Duranta erecta

geisha girl in flower

 

Duranta erecta cv. Geisha Girl

L. 1753

pronounced: dew-RAN-tah ee-REK-tuh

(Verbenaceae — the lantana family)

synonym — Duranta repens

L. 1753

pronounced: dew-RAN-tuh REE-penz

common names: geisha girl, pigeon berry

Duranta was named for Castore Durante, 16th century botanist and papal physician to Sixtus V; erecta is from the Latin erectus, upright; in the synonym, repens means spreading, from the Latin verb repo, to crawl or creep.

This is a popular ornamental shrub up to 4 m tall, usually trimmed as a hedge. There are many plantings of it for hedging purposes on council land in Townsville and on Magnetic Island, particularly in the Picnic Bay Mall. It is a modern cultivar of the old Duranta repens, which many consider to be a weed, and is indeed declared a noxious weed in parts of New South Wales. It has also become a serious pest in parts of the wet tropics of Queensland, where it forms dense, impenetrable thickets. There are numerous cultivars, some with variegated foliage, as well as different colour forms. The 'Geisha Girl' cultivar was developed in Japan, and it does not appear to be as invasive as some of the others.

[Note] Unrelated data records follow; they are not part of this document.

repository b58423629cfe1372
use axum::{http::header, response::IntoResponse};

pub async fn metrics() -> impl IntoResponse {
    (
        [(header::CONTENT_TYPE, "text/plain; version=0.0.4")],
        crate::services::metrics::get_metrics(),
    )
}
//! Metrics collection for predictor-service.
//!
//! HTTP metrics come from the `metrics` facade (see
//! `service_core::middleware::metrics`) and are rendered by the Prometheus
//! recorder. Generation counters live in a dedicated `prometheus` registry and
//! are appended to the same scrape output.

use metrics_exporter_prometheus::{PrometheusBuilder, PrometheusHandle};
use prometheus::{
    Encoder, HistogramOpts, HistogramVec, IntCounter, IntCounterVec, Opts, Registry, TextEncoder,
};
use std::sync::OnceLock;

pub static METRICS_HANDLE: OnceLock<PrometheusHandle> = OnceLock::new();
static DOMAIN_METRICS: OnceLock<DomainMetrics> = OnceLock::new();

struct DomainMetrics {
    registry: Registry,
    generations_total: IntCounterVec,
    credits_spent_total: IntCounter,
    provider_duration: HistogramVec,
}

impl DomainMetrics {
    fn build() -> Result<Self, prometheus::Error> {
        let registry = Registry::new();

        let generations_total = IntCounterVec::new(
            Opts::new(
                "question_generations_total",
                "Question generation attempts by input mode and outcome",
            ),
            &["mode", "outcome"],
        )?;

        let credits_spent_total = IntCounter::new(
            "credits_spent_total",
            "Credits consumed by successful generations",
        )?;

        let provider_duration = HistogramVec::new(
            HistogramOpts::new(
                "provider_request_duration_seconds",
                "Latency of outbound generation requests",
            )
            .buckets(vec![0.5, 1.0, 2.5, 5.0, 10.0, 20.0, 30.0, 60.0, 120.0]),
            &["provider"],
        )?;

        registry.register(Box::new(generations_total.clone()))?;
        registry.register(Box::new(credits_spent_total.clone()))?;
        registry.register(Box::new(provider_duration.clone()))?;

        Ok(Self {
            registry,
            generations_total,
            credits_spent_total,
            provider_duration,
        })
    }
}

/// Install the Prometheus recorder and the domain registry.
///
/// Safe to call more than once; later calls are no-ops.
pub fn init_metrics() {
    if METRICS_HANDLE.get().is_none() {
        match PrometheusBuilder::new().install_recorder() {
            Ok(handle) => {
                let _ = METRICS_HANDLE.set(handle);
            }
            Err(e) => tracing::warn!(error = %e, "Prometheus recorder not installed"),
        }
    }

    if DOMAIN_METRICS.get().is_none() {
        match DomainMetrics::build() {
            Ok(metrics) => {
                let _ = DOMAIN_METRICS.set(metrics);
            }
            Err(e) => tracing::error!(error = %e, "Failed to register generation metrics"),
        }
    }
}

/// Get metrics output in Prometheus text format.
pub fn get_metrics() -> String {
    let mut output = METRICS_HANDLE
        .get()
        .map(|handle| handle.render())
        .unwrap_or_else(|| "# Metrics recorder not initialized\n".to_string());

    if let Some(metrics) = DOMAIN_METRICS.get() {
        let encoder = TextEncoder::new();
        let mut buffer = Vec::new();
        if encoder.encode(&metrics.registry.gather(), &mut buffer).is_ok() {
            if let Ok(domain) = String::from_utf8(buffer) {
                output.push_str(&domain);
            }
        }
    }

    output
}

/// Count a finished generation attempt.
pub fn record_generation(mode: &str, outcome: &str) {
    if let Some(metrics) = DOMAIN_METRICS.get() {
        metrics
            .generations_total
            .with_label_values(&[mode, outcome])
            .inc();
    }
}

pub fn record_credit_spent() {
    if let Some(metrics) = DOMAIN_METRICS.get() {
        metrics.credits_spent_total.inc();
    }
}

pub fn observe_provider_latency(provider: &str, seconds: f64) {
    if let Some(metrics) = DOMAIN_METRICS.get() {
        metrics
            .provider_duration
            .with_label_values(&[provider])
            .observe(seconds);
    }
}
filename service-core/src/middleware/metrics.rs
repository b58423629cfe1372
use axum::{
    extract::{MatchedPath, Request},
    middleware::Next,
    response::Response,
};
use metrics::{counter, histogram};
use std::time::Instant;

/// Record request count and latency per route template.
///
/// Labels use the matched route (`/download`, not the raw URI) so unmatched
/// probes collapse into a single `unmatched` series.
pub async fn metrics_middleware(req: Request, next: Next) -> Response {
    let start = Instant::now();
    let method = req.method().to_string();
    let path = req
        .extensions()
        .get::<MatchedPath>()
        .map(|p| p.as_str().to_string())
        .unwrap_or_else(|| "unmatched".to_string());

    let response = next.run(req).await;

    let duration = start.elapsed();
    let status = response.status().as_u16().to_string();

    let labels = [("method", method), ("path", path), ("status", status)];

    counter!("http_requests_total", &labels).increment(1);
    histogram!("http_request_duration_seconds", &labels).record(duration.as_secs_f64());

    response
}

‘Geisha Girl’ is a shrub or small tree with drooping branches, occasionally spiny on older plants. It prefers full sun, and is moderately salt-tolerant, although the ones on the Picnic Bay mall tend to die back on the seaward side. The leaves are in pairs or threes, oval, occasionally toothed, up to 8 cm long with a short leaf stalk. The flowers are blue or pale purple, sometimes almost white, with white centres, and often with two darker stripes, trumpet-shaped, in clusters in the spring, summer and autumn, borne on spikes 4–9 cm long arising from the leaf axils. They are delicately perfumed. The fruit is rounded, orange or yellow, about 1 cm in diameter, in large clusters. Each fruit has one large seed in the centre. The plant’s sap is clear. The seeds are spread by birds, and can colonize densely forested areas, especially near waterways. Regarded now as a useful garden and hedging plant, it still has the potential to escape and become an environmental pest.

As well as making an attractive hedge, ‘Geisha Girl’ can be grown on a trellis like a vine; or it can be shaped as a patio tree with only one trunk. If not trimmed at all it will form a round mound with weeping branches. It responds well to a good trim after flowering – this encourages bushiness. Durantas bloom on the new growth, and the flowers attract butterflies.

dangerous 2If eaten, the fruit can cause gastro-intestinal irritation, vomiting, and diarrhoea.